Ti Maria Rita: Então, agora já sabes, vá mete-a na boca, mas não a engulas!
Chiquinho: Está bem, está bem, tia!
O Chiquinho meteu a pequena pedra na boca e só à partida, da caravana, quando a mãe lhe disse para a deitar já fora que a ti Maria Rita nunca ia saber e que aquilo não era preciso, porque, decerto entrava em Vila Viçosa sem pedra nenhuma na boca, a muito custo, o Chiquinho lá tirou a pedra da boca, mas mesmo a dormir guardou-a na mão até Vila Viçosa, ainda assim, não tivesse de a usar!
A chegada a Vila Viçosa foi muito cedo, ao nascer do sol, o acampamento foi na tapada do senhor Cisneiro, lugar seguro, uma quinta próxima da feira, foi logo armada a tenda, apoiada na carroça e numa oliveira, com uns lençóis, ficaram umas boas instalações para passar uma noite!

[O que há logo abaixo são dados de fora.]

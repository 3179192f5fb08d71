//! End-to-end tests for the /notes API.
//!
//! Each test starts the full application (router plus middleware) on an
//! ephemeral port, backed by a private in-memory SQLite database, and talks
//! to it over HTTP with reqwest.

use std::net::{Ipv4Addr, SocketAddr};
use std::sync::Arc;

use notes_server::{AppState, ServerConfig, app::build_app};
use notes_store::Store;
use reqwest::{Client, StatusCode};
use serde_json::{Value, json};
use tokio::net::TcpListener;

struct TestApp {
    base_url: String,
    client: Client,
}

impl TestApp {
    fn url(&self, path: &str) -> String {
        format!("{}{}", self.base_url, path)
    }

    async fn create(&self, body: Value) -> (StatusCode, Value) {
        let response = self
            .client
            .post(self.url("/notes"))
            .json(&body)
            .send()
            .await
            .unwrap();
        let status = response.status();
        (status, response.json().await.unwrap())
    }

    async fn get(&self, path: &str) -> (StatusCode, Value) {
        let response = self.client.get(self.url(path)).send().await.unwrap();
        let status = response.status();
        (status, response.json().await.unwrap())
    }

    async fn put_raw(&self, path: &str, body: &'static str) -> (StatusCode, Value) {
        let response = self
            .client
            .put(self.url(path))
            .header("content-type", "application/json")
            .body(body)
            .send()
            .await
            .unwrap();
        let status = response.status();
        (status, response.json().await.unwrap())
    }

    async fn delete(&self, path: &str) -> (StatusCode, Value) {
        let response = self.client.delete(self.url(path)).send().await.unwrap();
        let status = response.status();
        (status, response.json().await.unwrap())
    }

    async fn count(&self) -> usize {
        let (status, body) = self.get("/notes").await;
        assert_eq!(status, StatusCode::OK);
        body.as_array().unwrap().len()
    }
}

async fn start_server() -> TestApp {
    let store = Store::in_memory().await.unwrap();
    let state = AppState::new(Arc::new(store), ServerConfig::default());
    let app = build_app(state);

    let listener = TcpListener::bind((Ipv4Addr::LOCALHOST, 0)).await.unwrap();
    let addr: SocketAddr = listener.local_addr().unwrap();

    tokio::spawn(async move {
        if let Err(e) = axum::serve(listener, app).await {
            eprintln!("server error: {}", e);
        }
    });

    TestApp {
        base_url: format!("http://{}", addr),
        client: Client::new(),
    }
}

#[tokio::test]
async fn shopping_note_lifecycle() {
    let app = start_server().await;

    let (status, body) = app
        .create(json!({"title": "Shopping", "content": "Milk, eggs"}))
        .await;
    assert_eq!(status, StatusCode::OK);
    assert_eq!(body, json!({"note_id": 1, "message": "Note created."}));

    let (status, body) = app.get("/notes/1").await;
    assert_eq!(status, StatusCode::OK);
    assert_eq!(
        body,
        json!({"id": 1, "title": "Shopping", "content": "Milk, eggs"})
    );

    let (status, body) = app
        .put_raw(
            "/notes/1",
            r#"{"title": "Shopping", "content": "Milk, eggs, bread"}"#,
        )
        .await;
    assert_eq!(status, StatusCode::OK);
    assert_eq!(
        body,
        json!({"id": 1, "title": "Shopping", "content": "Milk, eggs, bread"})
    );

    let (status, body) = app.delete("/notes/1").await;
    assert_eq!(status, StatusCode::OK);
    assert_eq!(body, json!({"message": "Note deleted"}));

    let (status, body) = app.get("/notes/1").await;
    assert_eq!(status, StatusCode::NOT_FOUND);
    assert_eq!(body, json!({"error": "Note not found"}));

    let (status, body) = app.delete("/notes/1").await;
    assert_eq!(status, StatusCode::NOT_FOUND);
    assert_eq!(body, json!({"error": "Note not found"}));
}

#[tokio::test]
async fn list_grows_with_each_create() {
    let app = start_server().await;
    assert_eq!(app.count().await, 0);

    for i in 0..5 {
        let (status, _) = app
            .create(json!({"title": format!("note {}", i), "content": ""}))
            .await;
        assert_eq!(status, StatusCode::OK);
    }

    let (_, body) = app.get("/notes").await;
    let notes = body.as_array().unwrap();
    assert_eq!(notes.len(), 5);
    for note in notes {
        let keys: Vec<&str> = note.as_object().unwrap().keys().map(String::as_str).collect();
        assert_eq!(keys.len(), 3);
        assert!(note.get("id").is_some());
        assert!(note.get("title").is_some());
        assert!(note.get("content").is_some());
    }
}

#[tokio::test]
async fn invalid_create_is_rejected_without_side_effects() {
    let app = start_server().await;

    for bad in [
        json!({"title": "No content"}),
        json!({"content": "No title"}),
        json!({"title": 1, "content": "x"}),
        json!({"title": "x", "content": null}),
        json!({"title": "", "content": "x"}),
        json!(["title", "content"]),
    ] {
        let (status, body) = app.create(bad).await;
        assert_eq!(status, StatusCode::BAD_REQUEST);
        assert_eq!(body, json!({"error": "Invalid data"}));
    }

    let response = app
        .client
        .post(app.url("/notes"))
        .body("title=x&content=y")
        .send()
        .await
        .unwrap();
    assert_eq!(response.status(), StatusCode::BAD_REQUEST);

    assert_eq!(app.count().await, 0);
}

#[tokio::test]
async fn non_integer_ids_are_bad_requests() {
    let app = start_server().await;

    for path in ["/notes/abc", "/notes/1.5", "/notes/0", "/notes/-4"] {
        let (status, body) = app.get(path).await;
        assert_eq!(status, StatusCode::BAD_REQUEST, "GET {}", path);
        assert_eq!(body, json!({"error": "Invalid note ID"}));

        let (status, body) = app.delete(path).await;
        assert_eq!(status, StatusCode::BAD_REQUEST, "DELETE {}", path);
        assert_eq!(body, json!({"error": "Invalid note ID"}));

        let (status, _) = app.put_raw(path, r#"{"title": "t", "content": "c"}"#).await;
        assert_eq!(status, StatusCode::BAD_REQUEST, "PUT {}", path);
    }
}

#[tokio::test]
async fn update_reports_missing_note_before_bad_payload() {
    let app = start_server().await;

    let (status, body) = app.put_raw("/notes/42", "not json at all").await;
    assert_eq!(status, StatusCode::NOT_FOUND);
    assert_eq!(body, json!({"error": "Note not found"}));

    app.create(json!({"title": "Keep", "content": "me"})).await;

    let (status, body) = app.put_raw("/notes/1", r#"{"title": "Only"}"#).await;
    assert_eq!(status, StatusCode::BAD_REQUEST);
    assert_eq!(body, json!({"error": "Invalid data"}));

    let (_, body) = app.get("/notes/1").await;
    assert_eq!(body, json!({"id": 1, "title": "Keep", "content": "me"}));
}

#[tokio::test]
async fn update_twice_matches_update_once() {
    let app = start_server().await;
    app.create(json!({"title": "a", "content": "b"})).await;

    let payload = r#"{"title": "same", "content": "result"}"#;
    let (_, first) = app.put_raw("/notes/1", payload).await;
    let (_, second) = app.put_raw("/notes/1", payload).await;
    assert_eq!(first, second);

    let (_, stored) = app.get("/notes/1").await;
    assert_eq!(stored, second);
}

#[tokio::test]
async fn deleted_ids_are_not_reused() {
    let app = start_server().await;
    app.create(json!({"title": "one", "content": ""})).await;
    app.create(json!({"title": "two", "content": ""})).await;
    app.delete("/notes/2").await;

    let (_, body) = app.create(json!({"title": "three", "content": ""})).await;
    assert_eq!(body["note_id"], json!(3));
}

#[tokio::test]
async fn concurrent_creates_get_distinct_ids() {
    let app = start_server().await;
    let mut tasks = tokio::task::JoinSet::new();

    for i in 0..20 {
        let client = app.client.clone();
        let url = app.url("/notes");
        tasks.spawn(async move {
            let response = client
                .post(url)
                .json(&json!({"title": format!("n{}", i), "content": "c"}))
                .send()
                .await
                .unwrap();
            assert_eq!(response.status(), StatusCode::OK);
            let body: Value = response.json().await.unwrap();
            body["note_id"].as_i64().unwrap()
        });
    }

    let mut ids = tasks.join_all().await;
    ids.sort_unstable();
    ids.dedup();
    assert_eq!(ids.len(), 20);
    assert_eq!(app.count().await, 20);
}

#[tokio::test]
async fn responses_carry_request_id() {
    let app = start_server().await;

    let response = app.client.get(app.url("/notes")).send().await.unwrap();
    assert!(response.headers().get("x-request-id").is_some());

    let response = app
        .client
        .get(app.url("/health"))
        .header("x-request-id", "caller-chosen-id")
        .send()
        .await
        .unwrap();
    assert_eq!(
        response.headers().get("x-request-id").unwrap(),
        "caller-chosen-id"
    );
    let body: Value = response.json().await.unwrap();
    assert_eq!(body, json!({"status": "ok", "notes": 0}));
}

Depois de instalados, o pai do Chiquinho foi logo a correr para a feira do gado, mesmo sem querer vender nem comprar nenhum animal, era só para ver e assistir aos negócios, já tinha combinado com outros seareiros que iam trocar de mulas, de dar a sua avaliação sobre a qualidade e preço das mesmas e, assim se fez o meio dia e o Chiquinho ali esperando pela Feira na tapada do dito senhor, só à tarde pôs os pés no recinto da grande Feira, ficou doido, era tudo uma novidade, coisas de sonho, de outro mundo, barracas e mais barracas que vendiam de tudo, carroceis em movimento que ele nem imaginava que existiam coisas daquelas e até um grande circo, grande entusiasmo, mas o melhor, ainda estava para chegar, era à noite!
Andaram pela Feira e antes do pôr do sol, voltaram ao acampamento e jantaram ao ar livre, junto de muita gente e, as conversas eram todas sobre peripécias e negócios na feira, depois do jantar, guardaram tudo na arca de madeira e foram todos para a Feira! Ainda ao longe, os olhos do Chiquinho alcançaram os carrocéis, com alta música e carregados de luzes de muitas cores, um cenário inacreditável, à distância parecia que a cavalaria e os outros animais do carrocel voavam em rodopio, apareciam quando parte do carrocel subia e desapareciam, quando essa parte descia, parecia magia!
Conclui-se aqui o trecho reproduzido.